Eisenhauer met the girl after befriending her via the smartphone messenger app Kik. They reportedly entered a romantic relationship.

“Eisenhauer used this relationship to his advantage to abduct the 13-year-old and then kill her. Keepers helped Eisenhauer dispose of Nicole's body,” said police.

Friends revealed Nicole spoke of sneaking out of her home to meet up with the boy.

“She said that he was 18, but I didn’t think it was real,” friend Jaydon Snider, 8,  said. 'I was like, "You shouldn’t do that."'

Nicole’s mother, Tammy Weeks, described Nicole as a “very loveable person.”

But the teenager was troubled. She was bullied at school and suffered from non-Hodgkins lymphoma. Nicole received a liver transplant and nearly lost her life when she was a baby due to health problems.

''We were advised at that time she only had a 1 percent chance of survival. [Nicole] once again beat the odds though.
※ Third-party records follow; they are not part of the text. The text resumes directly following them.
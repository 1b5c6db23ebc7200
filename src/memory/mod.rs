//! 记忆层：Turn 模型、短期（有界 + TTL）、长期（按重要性写入）、协调器

pub mod coordinator;
pub mod long_term;
pub mod short_term;
pub mod turn;

pub use coordinator::{HistoryImport, MemoryCoordinator, MemoryStats};
pub use long_term::{LongTermStore, OrderBy, SqliteLongTerm};
pub use short_term::{
    InMemoryShortTerm, ShortTermBackend, ShortTermPolicy, ShortTermStore, SqliteShortTerm,
};
pub use turn::{Role, Turn};
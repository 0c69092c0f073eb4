//! Plan history - project plans and the summaries that seed the next one
//!
//! Plans are shared by every participant: each planning cycle builds on the
//! summary of the most recent plan, whoever requested it.

use crate::error::{JarvisError, JarvisResult};
use crate::storage::{ArraySlice, DocumentStore, PLANS};
use chrono::{DateTime, Utc};
use serde::{Deserialize, Serialize};
use serde_json::Value;
use std::sync::Arc;

const PLAN_LOG_KEY: &str = "shared";
const PLANS_FIELD: &str = "plans";

/// One generated plan
#[derive(Debug, Clone, PartialEq, Serialize, Deserialize)]
pub struct PlanRecord {
    /// Unique identifier
    pub id: String,

    /// Participant who started the planning cycle
    pub owner_key: String,

    /// Full step-by-step plan
    pub plan_text: String,

    /// Condensed plan, fed into the next cycle
    pub summary_text: String,

    /// When the plan was saved
    pub created_at: DateTime<Utc>,
}

/// Append-only, shared sequence of plans
#[derive(Clone)]
pub struct PlanHistory {
    storage: Arc<dyn DocumentStore>,
}

impl PlanHistory {
    /// Create a plan history over a document store
    pub fn new(storage: Arc<dyn DocumentStore>) -> Self {
        Self { storage }
    }

    /// Save a plan and its summary. Both texts must be non-blank.
    pub async fn save(
        &self,
        owner_key: &str,
        plan_text: &str,
        summary_text: &str,
    ) -> JarvisResult<PlanRecord> {
        for (field, text) in [("plan_text", plan_text), ("summary_text", summary_text)] {
            if text.trim().is_empty() {
                return Err(JarvisError::validation(field, "must not be blank", text));
            }
        }

        let record = PlanRecord {
            id: uuid::Uuid::new_v4().to_string(),
            owner_key: owner_key.to_string(),
            plan_text: plan_text.trim().to_string(),
            summary_text: summary_text.trim().to_string(),
            created_at: Utc::now(),
        };
        let value = serde_json::to_value(&record)
            .map_err(|e| JarvisError::serialization("serialize_plan", e))?;

        let count = self
            .storage
            .append_to_array(PLANS, PLAN_LOG_KEY, PLANS_FIELD, vec![value])
            .await?;

        tracing::info!(owner = owner_key, plan_id = %record.id, count, "Plan saved");
        Ok(record)
    }

    /// Most recent plan, if any
    pub async fn latest(&self) -> JarvisResult<Option<PlanRecord>> {
        Ok(self.read(ArraySlice::Tail(1)).await?.pop())
    }

    /// Up to `limit` plans, newest first
    pub async fn recent(&self, limit: usize) -> JarvisResult<Vec<PlanRecord>> {
        let mut plans = self.read(ArraySlice::Tail(limit)).await?;
        plans.reverse();
        Ok(plans)
    }

    /// Number of saved plans
    pub async fn count(&self) -> JarvisResult<usize> {
        self.storage.array_len(PLANS, PLAN_LOG_KEY, PLANS_FIELD).await
    }

    async fn read(&self, slice: ArraySlice) -> JarvisResult<Vec<PlanRecord>> {
        self.storage
            .array_slice(PLANS, PLAN_LOG_KEY, PLANS_FIELD, slice)
            .await?
            .into_iter()
            .map(value_to_plan)
            .collect()
    }
}

fn value_to_plan(value: Value) -> JarvisResult<PlanRecord> {
    serde_json::from_value(value).map_err(|e| JarvisError::serialization("deserialize_plan", e))
}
After eight months in the hospital she was released and she started to thrive,” Weeks said.

Unfortunately, the transplant left physical and psychological scars.

“Nicole didn't like going to school because girls called her fat and talked about her transplant scars. “It got so bad I wouldn't send her,” Weeks said.

'”God got her through all that, and she fought through all that, and he took her life,” she added.